Checkers Drive-In Restaurants, Inc. is a drive-in restaurant chain in the United States. The chain comprises two drive-in restaurant chains, Checkers and Rally’s. Checkers and Rally’s were formerly independent chains operating in different geographical areas. The companies merged in 1999. Since then the chains have become nearly identical in appearance, menu, and marketing, with only the retention of their original name to distinguish one from the other. There are over 750 restaurants located around the United States.
All restaurants are primarily drive-through or drive-in restaurants and they do not offer many seating options. Instead, ample parking is provided for eating in the car. The restaurants are supposed to have the nostalgic feel of a 1950s drive-in diner. Primary food offerings are hamburgers, chicken and fish sandwiches, and ice cream treats. The restaurant also offers chicken wings, fry specials, and soft drinks.
The company received criticism for an advertisement campaign it ran featuring a rapping cat. In conjunction to the television commercial, the restaurant chain began selling their food in paper bags that could be converted by adding arm and leg holes into an outfit for cats. Customers were encouraged to share pictures of their own cats online wearing the costume. Animal rights activists protested this campaign as cruelty to animals.
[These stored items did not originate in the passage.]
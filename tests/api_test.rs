mod common;

use axum::http::StatusCode;
use common::{spawn_app, OWNER};
use creatorpay_core::domain::CampaignStatus;
use creatorpay_core::gateway::GatewayError;
use serde_json::json;

#[tokio::test]
async fn test_wallet_only_checkout_pays_immediately() {
    let app = spawn_app();
    app.fund(OWNER, 5000).await;
    app.campaigns
        .insert("c-1", OWNER, CampaignStatus::PendingPayment, 1500);

    let (status, body) = app
        .post_json(
            "/campaigns/c-1/payments",
            Some(OWNER),
            json!({ "use_wallet": true, "method": "wallet_only" }),
        )
        .await;

    assert_eq!(status, StatusCode::CREATED);
    assert_eq!(body["payment"]["status"], "paid");
    assert_eq!(body["payment"]["wallet_applied_cents"], 1500);
    assert_eq!(body["payment"]["gateway_amount_cents"], 0);
    assert_eq!(app.balance(OWNER).await, 3500);
    assert_eq!(app.campaigns.status("c-1"), Some(CampaignStatus::PendingReview));
}

#[tokio::test]
async fn test_blended_checkout_waits_for_gateway() {
    let app = spawn_app();
    app.fund(OWNER, 1000).await;
    app.campaigns
        .insert("c-2", OWNER, CampaignStatus::Draft, 1500);

    let (status, body) = app
        .post_json(
            "/campaigns/c-2/payments",
            Some(OWNER),
            json!({ "use_wallet": true, "method": "pix" }),
        )
        .await;

    assert_eq!(status, StatusCode::CREATED);
    assert_eq!(body["payment"]["status"], "awaiting_gateway");
    assert_eq!(body["payment"]["wallet_applied_cents"], 1000);
    assert_eq!(body["payment"]["gateway_amount_cents"], 500);
    assert!(body["payment"]["qr_payload"].is_string());
    assert_eq!(app.balance(OWNER).await, 0);

    let id = body["payment"]["id"].as_str().unwrap().to_string();
    let (status, snapshot) = app
        .get(&format!("/payments/{}/status", id), Some(OWNER))
        .await;
    assert_eq!(status, StatusCode::OK);
    assert_eq!(snapshot["is_paid"], false);
    assert_eq!(snapshot["status"], "awaiting_gateway");
}

#[tokio::test]
async fn test_double_submit_returns_open_intent() {
    let app = spawn_app();
    app.campaigns
        .insert("c-3", OWNER, CampaignStatus::Draft, 900);
    let request = json!({ "method": "pix" });

    let (first_status, first) = app
        .post_json("/campaigns/c-3/payments", Some(OWNER), request.clone())
        .await;
    let (second_status, second) = app
        .post_json("/campaigns/c-3/payments", Some(OWNER), request)
        .await;

    assert_eq!(first_status, StatusCode::CREATED);
    assert_eq!(second_status, StatusCode::OK);
    assert_eq!(second["reused"], true);
    assert_eq!(first["payment"]["id"], second["payment"]["id"]);
    assert_eq!(app.pix.create_calls(), 1);
}

#[tokio::test]
async fn test_wallet_only_without_funds_is_unprocessable() {
    let app = spawn_app();
    app.fund(OWNER, 100).await;
    app.campaigns
        .insert("c-4", OWNER, CampaignStatus::Draft, 1500);

    let (status, body) = app
        .post_json(
            "/campaigns/c-4/payments",
            Some(OWNER),
            json!({ "use_wallet": true, "method": "wallet_only" }),
        )
        .await;

    assert_eq!(status, StatusCode::UNPROCESSABLE_ENTITY);
    assert_eq!(body["code"], "insufficient_balance");
    assert_eq!(body["retryable"], false);
    assert_eq!(app.balance(OWNER).await, 100);
}

#[tokio::test]
async fn test_campaign_under_review_is_not_payable() {
    let app = spawn_app();
    app.campaigns
        .insert("c-5", OWNER, CampaignStatus::PendingReview, 1500);

    let (status, body) = app
        .post_json("/campaigns/c-5/payments", Some(OWNER), json!({ "method": "pix" }))
        .await;

    assert_eq!(status, StatusCode::CONFLICT);
    assert_eq!(body["code"], "campaign_not_payable");
    assert_eq!(app.pix.create_calls(), 0);
}

#[tokio::test]
async fn test_requests_without_identity_are_rejected() {
    let app = spawn_app();

    let (status, body) = app
        .post_json("/wallets/deposits", None, json!({ "amount_cents": 100, "method": "pix" }))
        .await;

    assert_eq!(status, StatusCode::UNAUTHORIZED);
    assert_eq!(body["code"], "unauthenticated");
}

#[tokio::test]
async fn test_other_users_cannot_read_a_payment() {
    let app = spawn_app();
    let (_, created) = app
        .post_json(
            "/wallets/deposits",
            Some(OWNER),
            json!({ "amount_cents": 2500, "method": "pix" }),
        )
        .await;
    let id = created["payment"]["id"].as_str().unwrap().to_string();

    let (status, _) = app.get(&format!("/payments/{}", id), Some("intruder")).await;
    assert_eq!(status, StatusCode::FORBIDDEN);

    let (status, _) = app
        .get("/wallets/creator-1/balance", Some("intruder"))
        .await;
    assert_eq!(status, StatusCode::FORBIDDEN);
}

#[tokio::test]
async fn test_gateway_outage_leaves_intent_retryable() {
    let app = spawn_app();
    app.fund(OWNER, 400).await;
    app.campaigns
        .insert("c-6", OWNER, CampaignStatus::Draft, 1000);
    app.pix
        .fail_next_create(GatewayError::Unavailable("connect timeout".to_string()));

    let (status, body) = app
        .post_json(
            "/campaigns/c-6/payments",
            Some(OWNER),
            json!({ "use_wallet": true, "method": "pix" }),
        )
        .await;
    assert_eq!(status, StatusCode::ACCEPTED);
    assert_eq!(body["retry_pending"], true);
    assert!(body["payment"]["gateway_reference"].is_null());
    // The wallet portion stays reserved while the charge is retried.
    assert_eq!(app.balance(OWNER).await, 0);

    let id = body["payment"]["id"].as_str().unwrap().to_string();
    let (status, body) = app
        .post_json(&format!("/payments/{}/retry", id), Some(OWNER), json!({}))
        .await;

    assert_eq!(status, StatusCode::OK);
    assert_eq!(body["retry_pending"], false);
    assert!(body["payment"]["gateway_reference"].is_string());
    assert_eq!(app.pix.create_calls(), 2);
    assert_eq!(app.balance(OWNER).await, 0);
}

#[tokio::test]
async fn test_cancel_releases_reserved_wallet_credit() {
    let app = spawn_app();
    app.fund(OWNER, 700).await;
    app.campaigns
        .insert("c-7", OWNER, CampaignStatus::Draft, 1000);

    let (_, body) = app
        .post_json(
            "/campaigns/c-7/payments",
            Some(OWNER),
            json!({ "use_wallet": true, "method": "pix" }),
        )
        .await;
    let id = body["payment"]["id"].as_str().unwrap().to_string();
    assert_eq!(app.balance(OWNER).await, 0);

    let (status, body) = app
        .post_json(&format!("/payments/{}/cancel", id), Some(OWNER), json!({}))
        .await;

    assert_eq!(status, StatusCode::OK);
    assert_eq!(body["status"], "canceled");
    assert_eq!(app.balance(OWNER).await, 700);

    let (status, body) = app
        .post_json(&format!("/payments/{}/retry", id), Some(OWNER), json!({}))
        .await;
    assert_eq!(status, StatusCode::CONFLICT);
    assert_eq!(body["code"], "invalid_transition");
}

#[tokio::test]
async fn test_admin_refund_restores_wallet_and_campaign() {
    let app = spawn_app();
    app.fund(OWNER, 2000).await;
    app.campaigns
        .insert("c-8", OWNER, CampaignStatus::Draft, 1200);

    let (_, body) = app
        .post_json(
            "/campaigns/c-8/payments",
            Some(OWNER),
            json!({ "use_wallet": true, "method": "wallet_only" }),
        )
        .await;
    let id = body["payment"]["id"].as_str().unwrap().to_string();
    assert_eq!(app.balance(OWNER).await, 800);

    let (status, body) = app
        .post_json(
            &format!("/admin/payments/{}/refund", id),
            Some("ops-1"),
            json!({}),
        )
        .await;

    assert_eq!(status, StatusCode::OK);
    assert_eq!(body["status"], "refunded");
    assert_eq!(app.balance(OWNER).await, 2000);
    assert_eq!(app.campaigns.status("c-8"), Some(CampaignStatus::Draft));

    let (status, audit) = app.get("/admin/ledger/audit", Some("ops-1")).await;
    assert_eq!(status, StatusCode::OK);
    assert!(audit["discrepancies"].as_array().unwrap().is_empty());
}

#[tokio::test]
async fn test_parked_settlement_is_listed_and_retried_by_operator() {
    let app = spawn_app();
    app.campaigns
        .insert("c-11", OWNER, CampaignStatus::Draft, 700);
    let (_, body) = app
        .post_json(
            "/campaigns/c-11/payments",
            Some(OWNER),
            json!({ "use_wallet": false, "method": "pix" }),
        )
        .await;
    let id = body["payment"]["id"].as_str().unwrap().to_string();
    let reference = body["payment"]["gateway_reference"].as_str().unwrap().to_string();

    app.campaigns
        .insert("c-11", OWNER, CampaignStatus::Archived, 700);
    let (webhook_body, sig) = app.pix.signed_webhook(&reference, "paid", 700);
    let (status, _) = app.post_webhook("pix", webhook_body, Some(&sig)).await;
    assert_eq!(status, StatusCode::OK);

    let (status, parked) = app.get("/admin/settlements/parked", Some("ops-1")).await;
    assert_eq!(status, StatusCode::OK);
    assert_eq!(parked[0]["id"], id.as_str());
    assert_eq!(parked[0]["settle_attempts"], 1);

    let settle_uri = format!("/admin/payments/{}/settle", id);
    let (status, body) = app.post_json(&settle_uri, Some("ops-1"), json!({})).await;
    assert_eq!(status, StatusCode::ACCEPTED);
    assert!(body["settled_at"].is_null());

    app.campaigns
        .insert("c-11", OWNER, CampaignStatus::Draft, 700);
    let (status, body) = app.post_json(&settle_uri, Some("ops-1"), json!({})).await;
    assert_eq!(status, StatusCode::OK);
    assert!(body["settled_at"].is_string());
    assert_eq!(app.campaigns.status("c-11"), Some(CampaignStatus::PendingReview));

    let (_, parked) = app.get("/admin/settlements/parked", Some("ops-1")).await;
    assert!(parked.as_array().unwrap().is_empty());
}

#[tokio::test]
async fn test_deposit_above_limit_is_a_validation_error() {
    let app = spawn_app();

    let (status, body) = app
        .post_json(
            "/wallets/deposits",
            Some(OWNER),
            json!({ "amount_cents": i64::MAX, "method": "pix" }),
        )
        .await;

    assert_eq!(status, StatusCode::BAD_REQUEST);
    assert_eq!(body["code"], "validation_error");
    assert_eq!(app.pix.create_calls(), 0);
}

#[tokio::test]
async fn test_wallet_entries_and_payment_listing() {
    let app = spawn_app();
    app.fund(OWNER, 3000).await;
    app.campaigns
        .insert("c-9", OWNER, CampaignStatus::Draft, 1000);
    app.post_json(
        "/campaigns/c-9/payments",
        Some(OWNER),
        json!({ "use_wallet": true, "method": "wallet_only" }),
    )
    .await;

    let (status, body) = app
        .get("/wallets/creator-1/entries?limit=10", Some(OWNER))
        .await;
    assert_eq!(status, StatusCode::OK);
    assert_eq!(body["entries"].as_array().unwrap().len(), 2);
    assert_eq!(body["limit"], 10);

    let (status, body) = app.get("/wallets/creator-1/balance", Some(OWNER)).await;
    assert_eq!(status, StatusCode::OK);
    assert_eq!(body["balance_cents"], 2000);
    assert_eq!(body["currency"], "BRL");

    let (status, body) = app.get("/payments", Some(OWNER)).await;
    assert_eq!(status, StatusCode::OK);
    assert_eq!(body["payments"].as_array().unwrap().len(), 1);
}

#[tokio::test]
async fn test_unknown_wallet_has_zero_balance() {
    let app = spawn_app();

    let (status, body) = app.get("/wallets/nobody/balance", Some("nobody")).await;
    assert_eq!(status, StatusCode::OK);
    assert_eq!(body["balance_cents"], 0);

    let (_, body) = app.get("/wallets/nobody/entries", Some("nobody")).await;
    assert!(body["entries"].as_array().unwrap().is_empty());
}

#[tokio::test]
async fn test_operational_endpoints() {
    let app = spawn_app();

    let (status, body) = app.get("/health", None).await;
    assert_eq!(status, StatusCode::OK);
    assert_eq!(body["status"], "healthy");

    let (status, _) = app.get("/ready", None).await;
    assert_eq!(status, StatusCode::SERVICE_UNAVAILABLE);
    app.state.readiness.mark_ready();
    let (status, body) = app.get("/ready", None).await;
    assert_eq!(status, StatusCode::OK);
    assert_eq!(body["status"], "ready");

    let (status, _) = app.get("/metrics", None).await;
    assert_eq!(status, StatusCode::OK);

    let (status, body) = app.get("/api-docs/openapi.json", None).await;
    assert_eq!(status, StatusCode::OK);
    assert!(body["paths"]["/campaigns/{id}/payments"].is_object());
}
//! Operator endpoints. Mounted under `/admin`, reachable only from the internal network.

use crate::domain::PaymentIntent;
use crate::error::AppError;
use crate::handlers::{Caller, Pagination};
use crate::services::{LedgerAuditReport, SweepReport};
use crate::AppState;
use axum::{
    extract::{Path, Query, State},
    http::StatusCode,
    Json,
};
use chrono::Utc;
use uuid::Uuid;

/// Refunds a paid intent. The caller is recorded as the approving actor.
#[utoipa::path(
    post,
    path = "/admin/payments/{id}/refund",
    params(("id" = Uuid, Path, description = "Payment intent id")),
    responses(
        (status = 200, body = PaymentIntent),
        (status = 409, description = "Payment is not paid"),
        (status = 422, description = "Deposit already spent")
    ),
    tag = "Admin"
)]
pub async fn refund_payment(
    State(state): State<AppState>,
    caller: Caller,
    Path(id): Path<Uuid>,
) -> Result<Json<PaymentIntent>, AppError> {
    tracing::info!(payment_id = %id, actor = %caller.0, "Refund requested");
    Ok(Json(state.coordinator.refund(id, &caller.0).await?))
}

/// Compares materialized balances with the ledger sums.
#[utoipa::path(
    get,
    path = "/admin/ledger/audit",
    responses((status = 200, body = LedgerAuditReport)),
    tag = "Admin"
)]
pub async fn ledger_audit(State(state): State<AppState>) -> Result<Json<LedgerAuditReport>, AppError> {
    Ok(Json(state.coordinator.ledger().audit().await?))
}

/// Runs one expiry and repair pass now instead of waiting for the background task.
#[utoipa::path(
    post,
    path = "/admin/sweep",
    responses((status = 200, body = SweepReport)),
    tag = "Admin"
)]
pub async fn run_sweep(State(state): State<AppState>) -> Result<Json<SweepReport>, AppError> {
    Ok(Json(state.coordinator.sweep(Utc::now()).await?))
}

/// Re-runs the side effects of a terminal intent, including one parked after
/// repeated failures. 202 when they still did not all go through.
#[utoipa::path(
    post,
    path = "/admin/payments/{id}/settle",
    params(("id" = Uuid, Path, description = "Payment intent id")),
    responses(
        (status = 200, description = "Side effects applied", body = PaymentIntent),
        (status = 202, description = "Still unsettled, see settle_error", body = PaymentIntent),
        (status = 400, description = "Payment is not terminal yet")
    ),
    tag = "Admin"
)]
pub async fn retry_settlement(
    State(state): State<AppState>,
    caller: Caller,
    Path(id): Path<Uuid>,
) -> Result<(StatusCode, Json<PaymentIntent>), AppError> {
    let intent = state.coordinator.retry_settlement(id, &caller.0).await?;
    let status = if intent.settled_at.is_some() {
        StatusCode::OK
    } else {
        StatusCode::ACCEPTED
    };
    Ok((status, Json(intent)))
}

/// Terminal intents the sweep stopped retrying.
#[utoipa::path(
    get,
    path = "/admin/settlements/parked",
    params(Pagination),
    responses((status = 200, body = [PaymentIntent])),
    tag = "Admin"
)]
pub async fn parked_settlements(
    State(state): State<AppState>,
    Query(page): Query<Pagination>,
) -> Result<Json<Vec<PaymentIntent>>, AppError> {
    Ok(Json(state.coordinator.parked_settlements(page.limit()).await?))
}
The restaurant change regularly offers specials on their food, for example the “two for $2” deal that gives the customer their choice of mixing or matching chicken or fish sandwiches for two dollars. Customers can also become “Flavorhood” members and receive news of specials and discounts delivered to their inbox.
Checkers Interview Questions
What sort of traits would you look for if you were hiring for this job? Try to match up necessary and valued traits here with those that you exhibit yourself. You want to express to your employer that the perception of yourself that you’ve presented is unbiased and in line with what they are looking to hire in.
Do you have friends or family working for us? The company may have a specific policy regarding this; inform yourself before your interview. Most often, if present, restrictions will extend to relatives. If you do have a friend in the company, consider if they have a positive reputation before bringing them up. Since any issue of policy is likely related to family, who you consider a “friend” is largely up to your discretion.
Is your schedule flexible? Are you open to overtime, nights, or weekends? Speak genuinely here. This is a fundamental need-to-know for both you and your employer. The mentioned scheduling specifics are the sort of shifts that are often difficult for employers to make keep filled, despite their necessity. If your interviewer asks about this, it’s very possible that they rely on their staff to be flexible and collectively keep these unique shifts well-staffed and productive.
Have you learned from any mistakes on the job before? This may be a lesson learned genuinely at the time of a mistake, or you may need to re-rationalize a past error. You want a relatively small mistake based on pure intentions that led you to a positive new understanding or wisdom. Notions like over-working yourself, planning in too great of detail to be efficient or trying to take on a number of responsibilities that is overwhelming.